• _Source information_:
---
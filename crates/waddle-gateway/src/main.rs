//! Waddle gateway: hosts the session core behind a newline-framed TCP
//! listener for local development and load testing.

use std::net::SocketAddr;

use anyhow::Context;
use clap::Parser;
use tracing::info;

mod commands;
mod config;
mod server;
mod telemetry;
mod transport;

use config::{GatewayConfig, LogFormat};
use server::GatewayServer;

/// Command-line overrides for the environment configuration.
#[derive(Debug, Parser)]
#[command(name = "waddle-gateway", version, about)]
struct Cli {
    /// Address to listen on
    #[arg(long)]
    listen: Option<SocketAddr>,

    /// Outbound queue depth per session
    #[arg(long)]
    outbound_capacity: Option<usize>,

    /// Longest accepted line, in bytes
    #[arg(long)]
    max_frame_len: Option<usize>,

    /// Log output format (pretty or json)
    #[arg(long)]
    log_format: Option<LogFormat>,
}

impl Cli {
    fn apply(self, mut config: GatewayConfig) -> GatewayConfig {
        if let Some(listen) = self.listen {
            config.listen_addr = listen;
        }
        if let Some(capacity) = self.outbound_capacity {
            config.outbound_capacity = capacity;
        }
        if let Some(max) = self.max_frame_len {
            config.max_frame_len = max;
        }
        if let Some(format) = self.log_format {
            config.log_format = format;
        }
        config
    }
}

#[tokio::main]
async fn main() -> anyhow::Result<()> {
    let cli = Cli::parse();
    let config = cli.apply(GatewayConfig::from_env()?);

    telemetry::init(config.log_format)?;
    config.log_summary();

    let manager = server::build_manager(&config);
    let listen_addr = config.listen_addr;
    let server = GatewayServer::bind(config, manager)
        .await
        .with_context(|| format!("failed to bind {}", listen_addr))?;

    info!("Starting Waddle gateway");
    server.run(server::shutdown_signal()).await?;

    telemetry::shutdown();
    Ok(())
}

#[cfg(test)]
mod tests {
    use super::*;

    #[test]
    fn test_cli_overrides_environment() {
        let cli = Cli::parse_from([
            "waddle-gateway",
            "--listen",
            "0.0.0.0:9000",
            "--log-format",
            "json",
        ]);
        let config = cli.apply(GatewayConfig::default());

        assert_eq!(config.listen_addr.port(), 9000);
        assert_eq!(config.log_format, LogFormat::Json);
        assert_eq!(config.outbound_capacity, GatewayConfig::default().outbound_capacity);
    }

    #[test]
    fn test_cli_definition_is_valid() {
        use clap::CommandFactory;
        Cli::command().debug_assert();
    }
}
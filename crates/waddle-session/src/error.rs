//! Error types for the session core.
//!
//! Registry misses (unknown temporary id, absent user or device) are routine
//! races in a gateway and are reported as outcome values, not errors. The only
//! error type here describes transport failures, which end the owning
//! session's run loop and nothing else.

use thiserror::Error;

/// Failure reported by a [`Connection`](crate::Connection).
#[derive(Debug, Error)]
pub enum ConnectionError {
    /// IO error (network, socket)
    #[error("IO error: {0}")]
    Io(#[from] std::io::Error),

    /// Frame could not be decoded or encoded
    #[error("Framing error: {0}")]
    Framing(String),

    /// The connection was already closed
    #[error("Connection closed")]
    Closed,
}

impl ConnectionError {
    /// Create a new framing error.
    pub fn framing(msg: impl Into<String>) -> Self {
        Self::Framing(msg.into())
    }
}
//! Statistics hooks.
//!
//! Fire-and-forget: implementations must never block or fail the caller.

use crate::types::{CloseReason, Identity};

/// Counter hooks invoked by the session manager.
///
/// Only [`connection_accepted`](StatsSink::connection_accepted) is required;
/// the rest default to no-ops.
pub trait StatsSink: Send + Sync + 'static {
    /// A transport connection was accepted and registered.
    fn connection_accepted(&self);

    /// A connection was promoted to a permanent identity.
    fn signed_in(&self, _identity: Identity) {}

    /// A session left the registry.
    fn session_closed(&self, _identity: Identity, _reason: CloseReason) {}

    /// A message could not be queued for a device.
    fn message_dropped(&self, _identity: Identity) {}
}

/// Discards every statistic.
#[derive(Debug, Default, Clone, Copy)]
pub struct NoopStats;

impl StatsSink for NoopStats {
    fn connection_accepted(&self) {}
}
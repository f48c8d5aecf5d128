use super::symbol::Symbol;

/// Raw transition counts for one `(position, previous)` state.
///
/// Only used while a model is being built. Entries keep the order in which
/// each next symbol was first observed.
///
/// ## Invariants
/// - Each next symbol appears at most once
/// - Each count is strictly positive
#[derive(Clone, Debug, Default)]
pub(crate) struct TransitionCounts {
	counts: Vec<(Symbol, usize)>,
}

impl TransitionCounts {
	/// Records an occurrence of a transition toward `next`.
	///
	/// - If the transition already exists, its occurrence count is increased.
	/// - Otherwise, a new transition is appended with an initial count of 1.
	pub(crate) fn add_transition(&mut self, next: Symbol) {
		match self.counts.iter_mut().find(|(symbol, _)| *symbol == next) {
			Some((_, occurrence)) => *occurrence += 1,
			None => self.counts.push((next, 1)),
		}
	}

	/// Divides each count by the total, producing a distribution.
	///
	/// Returns `None` if no transition was recorded.
	pub(crate) fn normalize(self) -> Option<Distribution> {
		let total: usize = self.counts.iter().map(|(_, occurrence)| occurrence).sum();
		if total == 0 {
			return None;
		}

		let entries = self
			.counts
			.into_iter()
			.map(|(symbol, occurrence)| (symbol, occurrence as f64 / total as f64))
			.collect();
		Some(Distribution { entries })
	}
}

/// Discrete probability distribution over next symbols.
///
/// This is a node of the Markov chain: one `(position, previous)` state and
/// its outgoing edges weighted by probability.
///
/// ## Invariants
/// - Probabilities sum to 1.0 within floating-point tolerance
/// - Entries keep first-observed order; sampling walks them in that order
#[derive(Clone, Debug, PartialEq)]
pub struct Distribution {
	entries: Vec<(Symbol, f64)>,
}

impl Distribution {
	#[cfg(test)]
	pub(crate) fn from_entries(entries: Vec<(Symbol, f64)>) -> Self {
		Self { entries }
	}

	/// Iterates over `(next, probability)` in sampling order.
	pub fn iter(&self) -> impl Iterator<Item = (Symbol, f64)> + '_ {
		self.entries.iter().copied()
	}

	/// Probability of `next`, or 0.0 if it was never observed.
	pub fn probability(&self, next: Symbol) -> f64 {
		self.entries
			.iter()
			.find(|(symbol, _)| *symbol == next)
			.map_or(0.0, |(_, p)| *p)
	}

	pub fn len(&self) -> usize {
		self.entries.len()
	}

	pub fn is_empty(&self) -> bool {
		self.entries.is_empty()
	}

	/// Sum of all probabilities.
	pub fn total(&self) -> f64 {
		self.entries.iter().map(|(_, p)| p).sum()
	}

	/// Picks a symbol for the uniform draw `r` in `[0, 1)`.
	///
	/// Walks the entries accumulating their probabilities and returns the
	/// first one whose cumulative sum is `>= r`. When rounding leaves the
	/// total short of `r`, the last entry is returned.
	///
	/// Returns `None` only if the distribution is empty.
	pub fn choose(&self, r: f64) -> Option<Symbol> {
		let mut cumulative = 0.0;
		for (symbol, p) in &self.entries {
			cumulative += p;
			if cumulative >= r {
				return Some(*symbol);
			}
		}

		let last = self.entries.last().map(|(symbol, _)| *symbol);
		if let Some(symbol) = last {
			log::warn!("cumulative probability {} fell short of draw {}, using last entry {}", cumulative, r, symbol);
		}
		last
	}
}
use std::fs;

use name_gen_core::io::read_words;
use name_gen_core::{FrequencyModel, NameGenError, WordSampler};

#[test]
fn lines_are_trimmed_lowercased_and_filtered() {
	let dir = tempfile::tempdir().unwrap();
	let path = dir.path().join("names.txt");
	fs::write(&path, "Ann\n  AMY \r\n\n   \nbob\n").unwrap();
	let words = read_words(&path).unwrap();
	assert_eq!(words, vec!["ann", "amy", "bob"]);
}

#[test]
fn missing_file_is_io_error() {
	let dir = tempfile::tempdir().unwrap();
	let err = read_words(dir.path().join("missing.txt")).unwrap_err();
	assert!(matches!(err, NameGenError::Io(_)));
}

#[test]
fn blank_file_builds_no_model() {
	let dir = tempfile::tempdir().unwrap();
	let path = dir.path().join("blank.txt");
	fs::write(&path, "\n\n").unwrap();
	let words = read_words(&path).unwrap();
	assert!(matches!(FrequencyModel::from_words(&words), Err(NameGenError::EmptyModel)));
}

#[test]
fn seed_file_to_generated_word() {
	let dir = tempfile::tempdir().unwrap();
	let path = dir.path().join("one.txt");
	fs::write(&path, "Ann\n").unwrap();
	let model = FrequencyModel::from_words(read_words(&path).unwrap()).unwrap();
	assert_eq!(WordSampler::new(&model).generate().unwrap(), "ann");
}
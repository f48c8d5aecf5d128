use std::fmt;

/// Reserved marker for the start of a word when a model is printed.
pub const START_CHAR: char = '^';

/// Reserved marker for the end of a word when a model is printed.
pub const END_CHAR: char = '$';

/// One step of a word walk.
///
/// Word boundaries are their own variants instead of magic characters, so a
/// real character can never be mistaken for a boundary.
#[derive(Clone, Copy, Debug, PartialEq, Eq, Hash, PartialOrd, Ord)]
pub enum Symbol {
	/// Synthetic symbol before the first real character.
	Start,
	/// A real character of the word.
	Char(char),
	/// Synthetic symbol after the last real character.
	End,
}

impl Symbol {
	/// Returns the real character, if any.
	pub fn as_char(&self) -> Option<char> {
		match self {
			Symbol::Char(c) => Some(*c),
			_ => None,
		}
	}

	/// Returns `true` if `c` is one of the reserved marker characters.
	pub fn is_reserved(c: char) -> bool {
		c == START_CHAR || c == END_CHAR
	}

	/// Expands a word into `Start, c0, c1, ..., End`.
	pub fn augment(word: &str) -> impl Iterator<Item = Symbol> + '_ {
		std::iter::once(Symbol::Start)
			.chain(word.chars().map(Symbol::Char))
			.chain(std::iter::once(Symbol::End))
	}

	/// Positional `(previous, next)` pairs of a word.
	///
	/// Pair `i` is `(augmented[i], augmented[i + 1])`, so the item at index
	/// `i` is the transition used to predict position `i`.
	pub fn pairs(word: &str) -> impl Iterator<Item = (Symbol, Symbol)> + '_ {
		Symbol::augment(word).zip(Symbol::augment(word).skip(1))
	}
}

impl fmt::Display for Symbol {
	fn fmt(&self, f: &mut fmt::Formatter<'_>) -> fmt::Result {
		match self {
			Symbol::Start => write!(f, "{}", START_CHAR),
			Symbol::Char(c) => write!(f, "{}", c),
			Symbol::End => write!(f, "{}", END_CHAR),
		}
	}
}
---
Both the first line of the data above and the line with "#[derive(Debug, Parser)]" must be included; please return exactly those lines and the ones between them.

• _Result below_:
filename crates/waddle-gateway/src/main.rs
//! Waddle gateway: hosts the session core behind a newline-framed TCP
//! listener for local development and load testing.

use std::net::SocketAddr;

use anyhow::Context;
use clap::Parser;
use tracing::info;

mod commands;
mod config;
mod server;
mod telemetry;
mod transport;

use config::{GatewayConfig, LogFormat};
use server::GatewayServer;

/// Command-line overrides for the environment configuration.
#[derive(Debug, Parser)]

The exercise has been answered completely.